## INPUT FOR THIS TASK
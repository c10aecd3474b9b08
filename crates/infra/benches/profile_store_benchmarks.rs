use criterion::{BenchmarkId, Criterion, Throughput, black_box, criterion_group, criterion_main};

use chrono::Utc;
use dbtc_core::UserId;
use dbtc_game::{FlatRewards, JobGenerator, Profile};
use dbtc_infra::{Decision, InMemoryProfileStore, ProfileDispatcher, UserChanges};
use rand::SeedableRng;
use rand::rngs::StdRng;
use std::sync::Arc;

fn runtime() -> tokio::runtime::Runtime {
    tokio::runtime::Builder::new_current_thread()
        .enable_all()
        .build()
        .unwrap()
}

fn bench_job_generation(c: &mut Criterion) {
    let mut group = c.benchmark_group("job_generation");
    let generator = JobGenerator::default();
    let profile = Profile::new(UserId::new("bench"));

    for count in [1usize, 10, 100].iter() {
        group.throughput(Throughput::Elements(*count as u64));
        group.bench_with_input(BenchmarkId::from_parameter(count), count, |b, &count| {
            let mut rng = StdRng::seed_from_u64(1);
            b.iter(|| black_box(generator.generate(&profile, count, Utc::now(), &mut rng).unwrap()));
        });
    }

    group.finish();
}

fn bench_optimistic_commit(c: &mut Criterion) {
    let mut group = c.benchmark_group("optimistic_commit");
    let rt = runtime();

    group.bench_function("credit_balance", |b| {
        let store = Arc::new(InMemoryProfileStore::new());
        let dispatcher = ProfileDispatcher::new(store);
        let user = UserId::new("bench");

        b.iter(|| {
            rt.block_on(dispatcher.mutate(&user, |mut snapshot| {
                snapshot.profile.credit(1);
                Ok(Decision::write(UserChanges::profile(snapshot.profile), ()))
            }))
            .unwrap()
        });
    });

    group.bench_function("accept_from_pool", |b| {
        let store = Arc::new(InMemoryProfileStore::new());
        let dispatcher = ProfileDispatcher::new(store);
        let generator = JobGenerator::default();
        let mut rng = StdRng::seed_from_u64(2);
        let user = UserId::new("bench");

        b.iter(|| {
            let pool = generator
                .generate(&Profile::new(user.clone()), 10, Utc::now(), &mut rng)
                .unwrap();
            rt.block_on(dispatcher.mutate(&user, move |mut snapshot| {
                snapshot.profile.active_job = None;
                snapshot.profile.assignment = None;
                let mut jobs = pool.clone();
                let accepted = snapshot.profile.accept_offer(&mut jobs, 3, &FlatRewards, Utc::now())?;
                Ok(Decision::write(
                    UserChanges::both(snapshot.profile, jobs),
                    accepted.reward.payout,
                ))
            }))
            .unwrap()
        });
    });

    group.finish();
}

criterion_group!(benches, bench_job_generation, bench_optimistic_commit);
criterion_main!(benches);
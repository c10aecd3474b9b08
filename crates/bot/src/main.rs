use anyhow::Context;

use dbtc_bot::app::build_app;
use dbtc_bot::config::BotConfig;

#[tokio::main]
async fn main() -> anyhow::Result<()> {
    dbtc_observability::init();

    let config = BotConfig::from_env().context("invalid configuration")?;
    config
        .require_gateway()
        .context("no message gateway configured")?;
    let app = build_app(config).context("failed to wire services")?;

    app.run().await.context("inbound subscription failed")?;
    Ok(())
}
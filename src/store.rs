//! Durable task storage: one JSON record per task.
//!
//! [`TaskStore`] is the persistence seam. The shipped implementations
//! are [`JsonFileStore`] (a directory of `<id>.json` documents) and
//! [`MemoryStore`] (ephemeral, for tests and embedders that do not want
//! disk state). Records are independent: writing one task's record can
//! never corrupt another's.

use crate::error::{ChimeError, Result};
use crate::task::Task;
use std::collections::HashMap;
use std::path::{Path, PathBuf};
use std::sync::Mutex;
use tracing::warn;

/// Durable, one-record-per-task persistence.
pub trait TaskStore: Send + Sync {
    /// Read every persisted record. Order is not significant.
    fn load_all(&self) -> Result<Vec<Task>>;

    /// Overwrite the full record keyed by the task's id.
    fn save(&self, task: &Task) -> Result<()>;

    /// Remove the record for `id`. Deleting an absent record is not an
    /// error.
    fn delete(&self, id: &str) -> Result<()>;
}

/// Task store backed by a directory of pretty-printed JSON documents,
/// one per task id.
///
/// A missing directory loads as the empty set. An unreadable or
/// unparseable record is skipped with a logged warning so one corrupt
/// file cannot take down the rest.
pub struct JsonFileStore {
    dir: PathBuf,
}

impl JsonFileStore {
    /// Create a store rooted at `dir`. The directory is created lazily
    /// on the first save.
    pub fn new(dir: impl Into<PathBuf>) -> Self {
        Self { dir: dir.into() }
    }

    fn record_path(&self, id: &str) -> PathBuf {
        self.dir.join(format!("{id}.json"))
    }
}

impl TaskStore for JsonFileStore {
    fn load_all(&self) -> Result<Vec<Task>> {
        let entries = match std::fs::read_dir(&self.dir) {
            Ok(entries) => entries,
            Err(e) if e.kind() == std::io::ErrorKind::NotFound => return Ok(Vec::new()),
            Err(e) => {
                return Err(ChimeError::Store(format!("cannot read state dir: {e}")));
            }
        };

        let mut tasks = Vec::new();
        for entry in entries {
            let entry = match entry {
                Ok(entry) => entry,
                Err(e) => {
                    warn!("cannot read state dir entry: {e}");
                    continue;
                }
            };
            let path = entry.path();
            if path.extension().and_then(|ext| ext.to_str()) != Some("json") {
                continue;
            }
            match read_record(&path) {
                Ok(task) => tasks.push(task),
                Err(e) => warn!("skipping task record {}: {e}", path.display()),
            }
        }
        Ok(tasks)
    }

    fn save(&self, task: &Task) -> Result<()> {
        std::fs::create_dir_all(&self.dir)
            .map_err(|e| ChimeError::Store(format!("cannot create state dir: {e}")))?;
        let json = serde_json::to_string_pretty(task)
            .map_err(|e| ChimeError::Store(format!("cannot serialize record: {e}")))?;
        std::fs::write(self.record_path(&task.id), json)
            .map_err(|e| ChimeError::Store(format!("cannot write record: {e}")))?;
        Ok(())
    }

    fn delete(&self, id: &str) -> Result<()> {
        match std::fs::remove_file(self.record_path(id)) {
            Ok(()) => Ok(()),
            Err(e) if e.kind() == std::io::ErrorKind::NotFound => Ok(()),
            Err(e) => Err(ChimeError::Store(format!("cannot delete record: {e}"))),
        }
    }
}

fn read_record(path: &Path) -> Result<Task> {
    let bytes =
        std::fs::read(path).map_err(|e| ChimeError::Store(format!("cannot read record: {e}")))?;
    serde_json::from_slice(&bytes)
        .map_err(|e| ChimeError::Store(format!("cannot parse record: {e}")))
}

/// In-memory task store. State is lost when the value is dropped.
#[derive(Default)]
pub struct MemoryStore {
    records: Mutex<HashMap<String, Task>>,
}

impl MemoryStore {
    /// Create an empty store.
    #[must_use]
    pub fn new() -> Self {
        Self::default()
    }
}

impl TaskStore for MemoryStore {
    fn load_all(&self) -> Result<Vec<Task>> {
        let records = self.records.lock().unwrap_or_else(|e| e.into_inner());
        Ok(records.values().cloned().collect())
    }

    fn save(&self, task: &Task) -> Result<()> {
        let mut records = self.records.lock().unwrap_or_else(|e| e.into_inner());
        records.insert(task.id.clone(), task.clone());
        Ok(())
    }

    fn delete(&self, id: &str) -> Result<()> {
        let mut records = self.records.lock().unwrap_or_else(|e| e.into_inner());
        records.remove(id);
        Ok(())
    }
}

## WHAT NEEDS TO BE DONE
Word for word, print every line above.

## FINAL ANSWER
repository c10aecd3474b9b08
filename crates/infra/benches/profile_store_benchmarks.rs
use criterion::{BenchmarkId, Criterion, Throughput, black_box, criterion_group, criterion_main};

use chrono::Utc;
use dbtc_core::UserId;
use dbtc_game::{FlatRewards, JobGenerator, Profile};
use dbtc_infra::{Decision, InMemoryProfileStore, ProfileDispatcher, UserChanges};
use rand::SeedableRng;
use rand::rngs::StdRng;
use std::sync::Arc;

fn runtime() -> tokio::runtime::Runtime {
    tokio::runtime::Builder::new_current_thread()
        .enable_all()
        .build()
        .unwrap()
}

fn bench_job_generation(c: &mut Criterion) {
    let mut group = c.benchmark_group("job_generation");
    let generator = JobGenerator::default();
    let profile = Profile::new(UserId::new("bench"));

    for count in [1usize, 10, 100].iter() {
        group.throughput(Throughput::Elements(*count as u64));
        group.bench_with_input(BenchmarkId::from_parameter(count), count, |b, &count| {
            let mut rng = StdRng::seed_from_u64(1);
            b.iter(|| black_box(generator.generate(&profile, count, Utc::now(), &mut rng).unwrap()));
        });
    }

    group.finish();
}

fn bench_optimistic_commit(c: &mut Criterion) {
    let mut group = c.benchmark_group("optimistic_commit");
    let rt = runtime();

    group.bench_function("credit_balance", |b| {
        let store = Arc::new(InMemoryProfileStore::new());
        let dispatcher = ProfileDispatcher::new(store);
        let user = UserId::new("bench");

        b.iter(|| {
            rt.block_on(dispatcher.mutate(&user, |mut snapshot| {
                snapshot.profile.credit(1);
                Ok(Decision::write(UserChanges::profile(snapshot.profile), ()))
            }))
            .unwrap()
        });
    });

    group.bench_function("accept_from_pool", |b| {
        let store = Arc::new(InMemoryProfileStore::new());
        let dispatcher = ProfileDispatcher::new(store);
        let generator = JobGenerator::default();
        let mut rng = StdRng::seed_from_u64(2);
        let user = UserId::new("bench");

        b.iter(|| {
            let pool = generator
                .generate(&Profile::new(user.clone()), 10, Utc::now(), &mut rng)
                .unwrap();
            rt.block_on(dispatcher.mutate(&user, move |mut snapshot| {
                snapshot.profile.active_job = None;
                snapshot.profile.assignment = None;
                let mut jobs = pool.clone();
                let accepted = snapshot.profile.accept_offer(&mut jobs, 3, &FlatRewards, Utc::now())?;
                Ok(Decision::write(
                    UserChanges::both(snapshot.profile, jobs),
                    accepted.reward.payout,
                ))
            }))
            .unwrap()
        });
    });

    group.finish();
}

criterion_group!(benches, bench_job_generation, bench_optimistic_commit);
criterion_main!(benches);
repository c10aecd3474b9b08
filename crates/bot/src/main.rs
use anyhow::Context;

use dbtc_bot::app::build_app;
use dbtc_bot::config::BotConfig;

#[tokio::main]
async fn main() -> anyhow::Result<()> {
    dbtc_observability::init();

    let config = BotConfig::from_env().context("invalid configuration")?;
    config
        .require_gateway()
        .context("no message gateway configured")?;
    let app = build_app(config).context("failed to wire services")?;

    app.run().await.context("inbound subscription failed")?;
    Ok(())
}
filename src/store.rs
//! Durable task storage: one JSON record per task.
//!
//! [`TaskStore`] is the persistence seam. The shipped implementations
//! are [`JsonFileStore`] (a directory of `<id>.json` documents) and
//! [`MemoryStore`] (ephemeral, for tests and embedders that do not want
//! disk state). Records are independent: writing one task's record can
//! never corrupt another's.

use crate::error::{ChimeError, Result};
use crate::task::Task;
use std::collections::HashMap;
use std::path::{Path, PathBuf};
use std::sync::Mutex;
use tracing::warn;

/// Durable, one-record-per-task persistence.
pub trait TaskStore: Send + Sync {
    /// Read every persisted record. Order is not significant.
    fn load_all(&self) -> Result<Vec<Task>>;

    /// Overwrite the full record keyed by the task's id.
    fn save(&self, task: &Task) -> Result<()>;

    /// Remove the record for `id`. Deleting an absent record is not an
    /// error.
    fn delete(&self, id: &str) -> Result<()>;
}

/// Task store backed by a directory of pretty-printed JSON documents,
/// one per task id.
///
/// A missing directory loads as the empty set. An unreadable or
/// unparseable record is skipped with a logged warning so one corrupt
/// file cannot take down the rest.
pub struct JsonFileStore {
    dir: PathBuf,
}

impl JsonFileStore {
    /// Create a store rooted at `dir`. The directory is created lazily
    /// on the first save.
    pub fn new(dir: impl Into<PathBuf>) -> Self {
        Self { dir: dir.into() }
    }

    fn record_path(&self, id: &str) -> PathBuf {
        self.dir.join(format!("{id}.json"))
    }
}

impl TaskStore for JsonFileStore {
    fn load_all(&self) -> Result<Vec<Task>> {
        let entries = match std::fs::read_dir(&self.dir) {
            Ok(entries) => entries,
            Err(e) if e.kind() == std::io::ErrorKind::NotFound => return Ok(Vec::new()),
            Err(e) => {
                return Err(ChimeError::Store(format!("cannot read state dir: {e}")));
            }
        };

        let mut tasks = Vec::new();
        for entry in entries {
            let entry = match entry {
                Ok(entry) => entry,
                Err(e) => {
                    warn!("cannot read state dir entry: {e}");
                    continue;
                }
            };
            let path = entry.path();
            if path.extension().and_then(|ext| ext.to_str()) != Some("json") {
                continue;
            }
            match read_record(&path) {
                Ok(task) => tasks.push(task),
                Err(e) => warn!("skipping task record {}: {e}", path.display()),
            }
        }
        Ok(tasks)
    }

    fn save(&self, task: &Task) -> Result<()> {
        std::fs::create_dir_all(&self.dir)
            .map_err(|e| ChimeError::Store(format!("cannot create state dir: {e}")))?;
        let json = serde_json::to_string_pretty(task)
            .map_err(|e| ChimeError::Store(format!("cannot serialize record: {e}")))?;
        std::fs::write(self.record_path(&task.id), json)
            .map_err(|e| ChimeError::Store(format!("cannot write record: {e}")))?;
        Ok(())
    }

    fn delete(&self, id: &str) -> Result<()> {
        match std::fs::remove_file(self.record_path(id)) {
            Ok(()) => Ok(()),
            Err(e) if e.kind() == std::io::ErrorKind::NotFound => Ok(()),
            Err(e) => Err(ChimeError::Store(format!("cannot delete record: {e}"))),
        }
    }
}

fn read_record(path: &Path) -> Result<Task> {
    let bytes =
        std::fs::read(path).map_err(|e| ChimeError::Store(format!("cannot read record: {e}")))?;
    serde_json::from_slice(&bytes)
        .map_err(|e| ChimeError::Store(format!("cannot parse record: {e}")))
}

/// In-memory task store. State is lost when the value is dropped.
#[derive(Default)]
pub struct MemoryStore {
    records: Mutex<HashMap<String, Task>>,
}

impl MemoryStore {
    /// Create an empty store.
    #[must_use]
    pub fn new() -> Self {
        Self::default()
    }
}

impl TaskStore for MemoryStore {
    fn load_all(&self) -> Result<Vec<Task>> {
        let records = self.records.lock().unwrap_or_else(|e| e.into_inner());
        Ok(records.values().cloned().collect())
    }

    fn save(&self, task: &Task) -> Result<()> {
        let mut records = self.records.lock().unwrap_or_else(|e| e.into_inner());
        records.insert(task.id.clone(), task.clone());
        Ok(())
    }

    fn delete(&self, id: &str) -> Result<()> {
        let mut records = self.records.lock().unwrap_or_else(|e| e.into_inner());
        records.remove(id);
        Ok(())
    }
}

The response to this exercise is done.